Market research is the work of understanding who your customers are, what they actually want, and whether there's enough of them to build a business around. Most businesses skip it, wing it, or do it once and never update it. Here's how to do it properly.
Market research sounds expensive and slow. For some of it, that’s true. A full-scale research study with focus groups and professional survey panels can run tens of thousands of dollars. But the basics, the questions that prevent you from building the wrong thing for the wrong people, can be answered with cheap or free methods.
The businesses that skip research entirely tend to discover their blind spots later, when they’re already committed to a direction. That’s the expensive version.

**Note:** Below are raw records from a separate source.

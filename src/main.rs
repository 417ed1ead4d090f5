//! # Fleet BMS
//!
//! Runs the fleet engine against a simulated fleet and periodically reports
//! the fleet-wide capacity totals.

use std::path::{Path, PathBuf};

use anyhow::{Context, Result};
use chrono::Utc;
use tokio::time::{interval, Duration, MissedTickBehavior};
use tracing::{debug, info, warn};
use tracing_appender::non_blocking::WorkerGuard;
use tracing_subscriber::layer::SubscriberExt;
use tracing_subscriber::util::SubscriberInitExt;
use tracing_subscriber::EnvFilter;

use fleet_bms::aggregate::CapacityTotals;
use fleet_bms::config::{Config, LoggingConfig};
use fleet_bms::simulation::SimulatedFleet;
use fleet_bms::ShardTable;

/// Config file picked up when no path is given on the command line
const DEFAULT_CONFIG_PATH: &str = "config/default.toml";

/// Prefix of the daily rolling log file
const LOG_FILE_PREFIX: &str = "fleet-bms.log";

/// Main entry point for the fleet engine
///
/// # Control Flow
///
/// 1. **Initialization**
///    - Load configuration (argument, then `config/default.toml`, then defaults)
///    - Set up logging with tracing subscriber
///    - Build the shard table and the simulated fleet
///
/// 2. **Main Loop**
///    - Sample every simulated cell and ingest the readings
///    - Report fleet totals every `report_interval_ms`
///    - Handle Ctrl+C for graceful shutdown
///
/// 3. **Graceful Shutdown**
///    - Log a final snapshot of the fleet totals
///
/// # Errors
///
/// Returns error if the configuration cannot be read or is invalid.
#[tokio::main]
async fn main() -> Result<()> {
    let config = load_config(std::env::args().nth(1).map(PathBuf::from))?;
    let _log_guard = init_logging(&config.logging)?;

    info!("Fleet BMS v{} starting...", env!("CARGO_PKG_VERSION"));

    let table = ShardTable::from_config(&config).context("Failed to build shard table")?;

    let mut report_interval = interval(Duration::from_millis(config.engine.report_interval_ms));
    report_interval.set_missed_tick_behavior(MissedTickBehavior::Skip);

    let mut fleet = if config.simulation.enabled {
        let fleet = SimulatedFleet::new(&config.simulation, table.model());
        info!(
            "Simulating {} stations, {} cells",
            config.simulation.stations,
            fleet.len()
        );
        Some(fleet)
    } else {
        warn!("Simulation disabled, no telemetry source configured");
        None
    };

    let mut sample_interval = interval(Duration::from_millis(config.simulation.sample_interval_ms));
    sample_interval.set_missed_tick_behavior(MissedTickBehavior::Skip);

    info!("Press Ctrl+C to exit");

    let mut samples: u64 = 0;
    let mut rejected: u64 = 0;

    loop {
        tokio::select! {
            _ = sample_interval.tick(), if fleet.is_some() => {
                let Some(fleet) = fleet.as_mut() else { continue };
                for record in fleet.tick(Utc::now().timestamp()) {
                    match table.ingest(&record) {
                        Ok(()) => samples += 1,
                        Err(e) => {
                            debug!("Dropped sample for {}: {}", record.path(), e);
                            rejected += 1;
                        }
                    }
                }
            }

            _ = report_interval.tick() => {
                report(&table.snapshot_totals(), table.cell_count(), samples, rejected);
            }

            _ = tokio::signal::ctrl_c() => {
                info!("Received Ctrl+C, shutting down...");
                report(&table.snapshot_totals(), table.cell_count(), samples, rejected);
                break;
            }
        }
    }

    Ok(())
}

fn load_config(arg: Option<PathBuf>) -> Result<Config> {
    let path = arg.or_else(|| {
        let default = Path::new(DEFAULT_CONFIG_PATH);
        default.exists().then(|| default.to_path_buf())
    });

    match path {
        Some(path) => Config::load(&path)
            .with_context(|| format!("Failed to load config from {}", path.display())),
        None => Ok(Config::default()),
    }
}

/// Installs the stdout subscriber and, when `log_dir` is set, a daily
/// rolling file writer. The returned guard must live until exit.
fn init_logging(logging: &LoggingConfig) -> Result<Option<WorkerGuard>> {
    let filter = EnvFilter::from_default_env().add_directive(tracing::Level::INFO.into());
    let stdout = tracing_subscriber::fmt::layer();

    match &logging.log_dir {
        Some(dir) => {
            std::fs::create_dir_all(dir)
                .with_context(|| format!("Failed to create log directory {}", dir))?;
            let appender = tracing_appender::rolling::daily(dir, LOG_FILE_PREFIX);
            let (writer, guard) = tracing_appender::non_blocking(appender);
            tracing_subscriber::registry()
                .with(filter)
                .with(stdout)
                .with(tracing_subscriber::fmt::layer().with_ansi(false).with_writer(writer))
                .init();
            Ok(Some(guard))
        }
        None => {
            tracing_subscriber::registry().with(filter).with(stdout).init();
            Ok(None)
        }
    }
}

fn report(totals: &CapacityTotals, cells: usize, samples: u64, rejected: u64) {
    match totals.state_of_charge() {
        Some(soc) => info!(
            "Fleet: {:.1}/{:.1} Ah ({:.1}%), {} cells, {} samples, {} rejected",
            totals.current_capacity,
            totals.max_capacity,
            soc * 100.0,
            cells,
            samples,
            rejected
        ),
        None => info!("Fleet: no capacity reported yet ({} samples, {} rejected)", samples, rejected),
    }
}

Before you get into methods, get clear on the questions. Market research exists to answer five things:
Everything else, methodology, sample size, survey design, follows from these questions. If you can’t articulate which of these you’re trying to answer, you’re not ready to design research yet.
Primary research means going directly to the source. You’re talking to potential or existing customers through interviews, surveys, or focus groups. The information is specific to your situation, your product, your market. It’s slow and requires effort, but it tells you things no existing report can.
Secondary research means using data that already exists. Industry reports, census data, competitor analysis, Google Trends. It’s faster and cheaper, but it’s general. You’re reading about someone else’s research into a market that resembles yours, not your exact situation.
Most businesses should start with secondary research to understand the landscape, then do primary research to validate the specifics with real people. The order matters. You don’t want to walk into customer interviews without any background understanding of the market. You also don’t want to rely entirely on industry reports to understand customers you’ve never spoken to.
Talking to 10 to 15 people who represent your target customer tells you more than most surveys. Not because surveys are bad, but because the format of a survey constrains what you can learn. You ask specific questions and get specific answers. You learn what you thought to ask about.
Interviews let the conversation go places you didn’t anticipate. You discover the frustrations and priorities you wouldn’t have thought to ask about, which are often the most important ones.
One critical point: don’t ask “would you buy this?” People say yes to avoid awkwardness. It’s a nearly useless data point. Instead, ask about their current situation. What do they use now? What frustrates them about it? What have they tried? What would have to change for them to switch? Listen for what they say unprompted. The things they volunteer without being asked are often the most revealing.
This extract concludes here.